Akatsuki Hackers Lab | 株式会社アカツキ(Akatsuki Inc.)

Akatsuki Hackers Labは株式会社アカツキが運営しています。

2022年 7月 サーバサイドエンジニアとして働いてきました!

初めまして、2022年の7/4~7/29の3週間、アカツキゲームスのサーバーサイドインターンに参加させていただきました、白木といいます。この記事では、私が取りくんだこと、学んだこと、参加してよかったことについて書かせていただきたいと思います。

自己紹介

名古屋工業大学大学院工学専攻情報工学系プログラムの修士1年の白木です。普段はTLSの研究、Go言語を用いた開発を行なっています。自宅でLinuxを搭載したサーバでアプリケーションを動かしたりもしています。

今回取り組んだこと

今回のインターンで私が配属させていただいたプロジェクトは、Ruby on Railsによるゲームのサーバチームでした。インターン開始前の事前面談で私の経験してみたいことをふまえ、「大規模システムの負荷改善」のタスクに取り組むことになりました。以下がインターン期間に取り組んだことです。

  • 機能改修中のAPIの高速化(N+1問題の改善)
  • 負荷試験
  • ログのDBのidがオーバーフローする前に検知し、slackに通知を投げるシステムの開発

機能改修中のAPIの高速化(N+1問題の改善)

どういったN+1問題が発生していたか

実際にN+1問題が発生したAPIのログを見ると、下記図のような現象が起こっていることが判明しました。

これは、example_func関数の内部のusers.selectでusersテーブルからuserのデータ取得をを行うクエリを1回発行し、そして、ループでn_func関数を呼び、取得したユーザデータと紐付いたarticlesを得るクエリをN回発行する状態示した図です。

どのように解決したか

下記図のような、ループ開始前に、userと紐付いたarticlesをincludeメソッドを用いて予め取得しておくコードを書き、冗長なクエリを除去し、問題を解決しました。

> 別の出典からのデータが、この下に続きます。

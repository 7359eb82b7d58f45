#[cfg(feature = "serde")]
use serde::{Deserialize, Serialize};

use crate::{
    bench::result::frame_latency,
    error::{BenchError, Result},
    worker::{channel::HEADER_LEN, DEFAULT_RING_SIZE},
};

/// Benchmark session settings.
///
/// ```
/// use lv2bm::BenchConfig;
///
/// let config = BenchConfig::new()
///     .sample_rate(48_000)
///     .frame_size(128)
///     .n_frames(32)
///     .full_test(true);
/// assert!(config.validate().is_ok());
/// ```
#[cfg_attr(feature = "serde", derive(Serialize, Deserialize))]
#[cfg_attr(feature = "serde", serde(default))]
#[derive(Debug, Clone, PartialEq)]
pub struct BenchConfig {
    /// Samples per second.
    pub sample_rate: u32,
    /// Samples per processing call (the JACK period size).
    pub frame_size: u32,
    /// Timed processing calls per measurement.
    pub n_frames: u32,
    /// Also sweep the control parameter grid.
    pub full_test: bool,
    /// Sample count for axes without a natural count of their own.
    pub points_per_axis: u32,
    /// Bytes per Work Channel direction for hosts that run a worker.
    pub worker_ring_size: usize,
}

impl BenchConfig {
    pub fn new() -> Self {
        Self {
            sample_rate: 44_100,
            frame_size: 256,
            n_frames: 64,
            full_test: false,
            points_per_axis: 4,
            worker_ring_size: DEFAULT_RING_SIZE,
        }
    }

    pub fn sample_rate(mut self, sample_rate: u32) -> Self {
        self.sample_rate = sample_rate;
        self
    }

    pub fn frame_size(mut self, frame_size: u32) -> Self {
        self.frame_size = frame_size;
        self
    }

    pub fn n_frames(mut self, n_frames: u32) -> Self {
        self.n_frames = n_frames;
        self
    }

    pub fn full_test(mut self, full_test: bool) -> Self {
        self.full_test = full_test;
        self
    }

    pub fn points_per_axis(mut self, points: u32) -> Self {
        self.points_per_axis = points;
        self
    }

    pub fn worker_ring_size(mut self, bytes: usize) -> Self {
        self.worker_ring_size = bytes;
        self
    }

    /// Seconds of audio one frame represents: the realtime deadline per call.
    pub fn frame_deadline(&self) -> f64 {
        frame_latency(self.frame_size, self.sample_rate)
    }

    pub fn validate(&self) -> Result<()> {
        if self.sample_rate == 0 {
            return Err(invalid("sample rate must be non-zero"));
        }
        if self.frame_size == 0 {
            return Err(invalid("frame size must be non-zero"));
        }
        if self.n_frames == 0 {
            return Err(invalid("frame count must be non-zero"));
        }
        if self.points_per_axis == 0 {
            return Err(invalid("points per axis must be at least 1"));
        }
        if self.worker_ring_size <= HEADER_LEN {
            return Err(invalid(format!(
                "worker ring size must exceed {HEADER_LEN} bytes"
            )));
        }
        Ok(())
    }
}

impl Default for BenchConfig {
    fn default() -> Self {
        Self::new()
    }
}

fn invalid(msg: impl Into<String>) -> BenchError {
    BenchError::InvalidConfig(msg.into())
}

RailsのActiveRecordにはEager loadingと呼ばれる機能があります。これは、予め、アソシエーションしているテーブルのデータをメモリ上にキャッシュすることができます。そのため、ループ開始前に、ループ内部で将来的に使われるアソシエーションをEager loadingすることにより、クエリの発行回数を減らすことができます。今回は、このEager loadingを使いました。

評価結果

この評価結果は、負荷試験環境で計測したものであり、実測値ではありません。クエリの発行回数は、N+1問題解消時にはN+1問題発生時の0.4倍ほどに抑えられていることがわかります。この変更によって、大量の同時リクエスト発生時にも、データベースへの負荷を最小限にとどめることができます。

N+1問題発生時 N+1問題解消時
クエリの総呼び出し回数 279 108
苦労したこと & 学んだこと

ソースコードとログの規模が大きく、処理の中で様々な関数が呼ばれることから、N+1問題の発生している処理が書かれている箇所を探すのに苦労しました。また、メンターのyasuさんとのモブプロを通じたRailsのデバッグ方法・ログの解析方法、N+1問題の対策を講じていたが、コードが複雑になっているが故に一部解決できていなかったのを目の当たりにし、エンジニアが実装時にN+1問題の発生に気付きにくいということも学ぶことができました。

負荷試験

今回、私がN+1問題の解決に取り組んでいたのは新しいバージョンの機能改修の箇所です。実は、この改修はあるAPIの負荷を減らし、パフォーマンスを向上させるものでした。そのため、その機能改修によってAPIが前のバージョンと比べ、適切に直っている、また、新たに負荷懸念となるようなAPIがないか調査をするために、負荷試験を行いました。

調査結果

Locustというツールで負荷試験シナリオを記述し、実施しました。クライアント側から90分間、負荷を与え、その結果をNew Relic、Cloudwatchのメトリクスを見ることで、調査をしました。機能改修箇所は、意図されたパフォーマンスを示し、新たに負荷懸念となるようなAPIは見つかりませんでした。

苦労したこと & 学んだこと

私が、負荷試験を実施したことがなく、負荷試験の勉強をするところから始めました。前バージョンの負荷試験の結果、メンターのyasuさんの助力もあり、なんとか苦労しながらも理解することができました。また、私がAWSの使用経験がなく、AWSが提供するサービスの知識不足により、色々とハマったりもしました。しかし、苦労はしましたが、非常に良い経験ができたと感じています。学生のポケットマネーでは、クラウドサービスの学習に対して投資することが困難な場合が多いです。そのため、AWSのサービスを触ることができたこと自体にも大きな価値があると思いました。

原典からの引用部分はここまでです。